How does this differ? Traditional clinical guidelines tell us what works on average for a broad population. Precision medicine asks a more meaningful question:
“What is the right prevention, diagnosis, or treatment for this individual, right now, given everything we know about them?”
Generative AI (Gen AI) and agentic AI approach this challenge in complementary ways:
- Generative AI (LLMs) synthesizes large volumes of multimodal data, including text, images, genomic information, or molecular structures, into clear insights.
- Agentic AI goes a step further by reasoning, planning, and taking action across tools and workflows to help move a patient journey forward.
Together, they’re forming an intelligence and orchestration layer that brings truly personalized care within reach.
What Gen AI makes possible in precision medicine
- Predicting disease-risk years in advance
A new wave of generative AI models is pushing risk-prediction far beyond single-disease scores.

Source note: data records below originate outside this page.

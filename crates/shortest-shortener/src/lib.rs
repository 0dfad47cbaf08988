//! URL shortener service implementation.
//!
//! This crate ties a [`Repository`](shortest_core::Repository) and a
//! [`Generator`](shortest_generator::Generator) together into the
//! [`Shortener`](shortest_core::Shortener) used by the gateway.

pub mod clock;
pub mod service;

pub use clock::{Clock, SystemClock};
pub use service::{ShortenerService, ShortenerSettings, DEFAULT_MAX_ATTEMPTS};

In 2025, European researchers released Delphi-2M, a generative AI model that predicts an individual’s risk of more than 1,000 diseases up to 20 years in advance. Trained on 400,000 UK Biobank patients and validated on 1.9 million people in Denmark, it uses LLM-style architectures applied to longitudinal health records to forecast complex clinical trajectories rather than just one outcome.

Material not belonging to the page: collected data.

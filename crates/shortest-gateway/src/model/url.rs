use serde::{Deserialize, Serialize};

#[derive(Debug, Deserialize, Serialize)]
#[serde(rename_all = "camelCase")]
pub struct EncodeRequest {
    pub long_url: String,
}

#[derive(Debug, Deserialize, Serialize)]
#[serde(rename_all = "camelCase")]
pub struct EncodeResponse {
    pub short_url: String,
}

/// Accepts either a full short URL or a bare code.
#[derive(Debug, Deserialize, Serialize)]
#[serde(rename_all = "camelCase")]
pub struct DecodeRequest {
    pub short_url: String,
}

#[derive(Debug, Deserialize, Serialize)]
#[serde(rename_all = "camelCase")]
pub struct DecodeResponse {
    pub long_url: String,
}

#[derive(Debug, Serialize)]
pub struct HealthResponse {
    pub status: &'static str,
    pub urls: usize,
}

For precision medicine, tools like this can:
- Identify patients who may develop heart failure, diabetes, sepsis, or cancer long before traditional risk models detect a concern.
- Enable personalized prevention programs, screening schedules, and lifestyle recommendations tuned to each person’s projected disease pathway.

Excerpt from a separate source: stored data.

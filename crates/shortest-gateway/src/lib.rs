//! HTTP front end for the short.est shortener.
//!
//! Exposes encode/decode/statistics/list and a health probe under `/api`,
//! and the redirect path at the root. URL validation happens here; everything
//! else is delegated to a [`Shortener`](shortest_core::Shortener).

pub mod app;
pub mod cli;
pub mod error;
pub mod handlers;
pub mod model;
pub mod state;
pub mod telemetry;

pub use app::App;
pub use state::AppState;
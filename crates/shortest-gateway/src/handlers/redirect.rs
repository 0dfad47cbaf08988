use crate::error::Result;
use crate::state::AppState;
use axum::extract::{Path, State};
use axum::response::Redirect;
use shortest_core::{ShortCode, ShortenerError};
use tracing::debug;

/// Redirects a short code to its original URL.
///
/// # Endpoint
///
/// `GET /{code}`
///
/// A resolved code counts one visit and answers 307 to the long URL.
/// Unknown or malformed codes answer 307 to the fallback page without
/// touching any statistics.
pub async fn redirect_handler(
    Path(code): Path<String>,
    State(state): State<AppState>,
) -> Result<Redirect> {
    redirect(&state, code).await
}

/// `GET /`, the empty short code.
pub async fn redirect_root_handler(State(state): State<AppState>) -> Result<Redirect> {
    redirect(&state, String::new()).await
}

async fn redirect(state: &AppState, code: String) -> Result<Redirect> {
    let Ok(code) = ShortCode::parse(code) else {
        return Ok(Redirect::temporary(&state.fallback_url));
    };

    match state.shortener.visit(&code).await {
        Ok(long_url) => Ok(Redirect::temporary(&long_url)),
        Err(ShortenerError::NotFound(_)) => {
            debug!(code = %code, "unknown short code, redirecting to fallback");
            Ok(Redirect::temporary(&state.fallback_url))
        }
        Err(other) => Err(other.into()),
    }
}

- Using genomics and biomarkers to guide targeted therapies
Gen AI models are becoming critical for turning genomic and molecular data into actionable, personalized treatments.
Recent reviews in Frontiers in Medicine and other journals highlight how ML and generative models are being used in precision oncology to identify new biomarkers, predict treatment response, and stratify patients for targeted therapies. At Memorial Sloan Kettering, researchers are building advanced ML and generative models to support precision cancer care in pediatrics.
For precision medicine, these capabilities make it possible to:
- Detect molecular markers that indicate which therapies a patient is most likely to respond to.
- Tailor treatment plans based on predicted response patterns rather than broad tumor type alone.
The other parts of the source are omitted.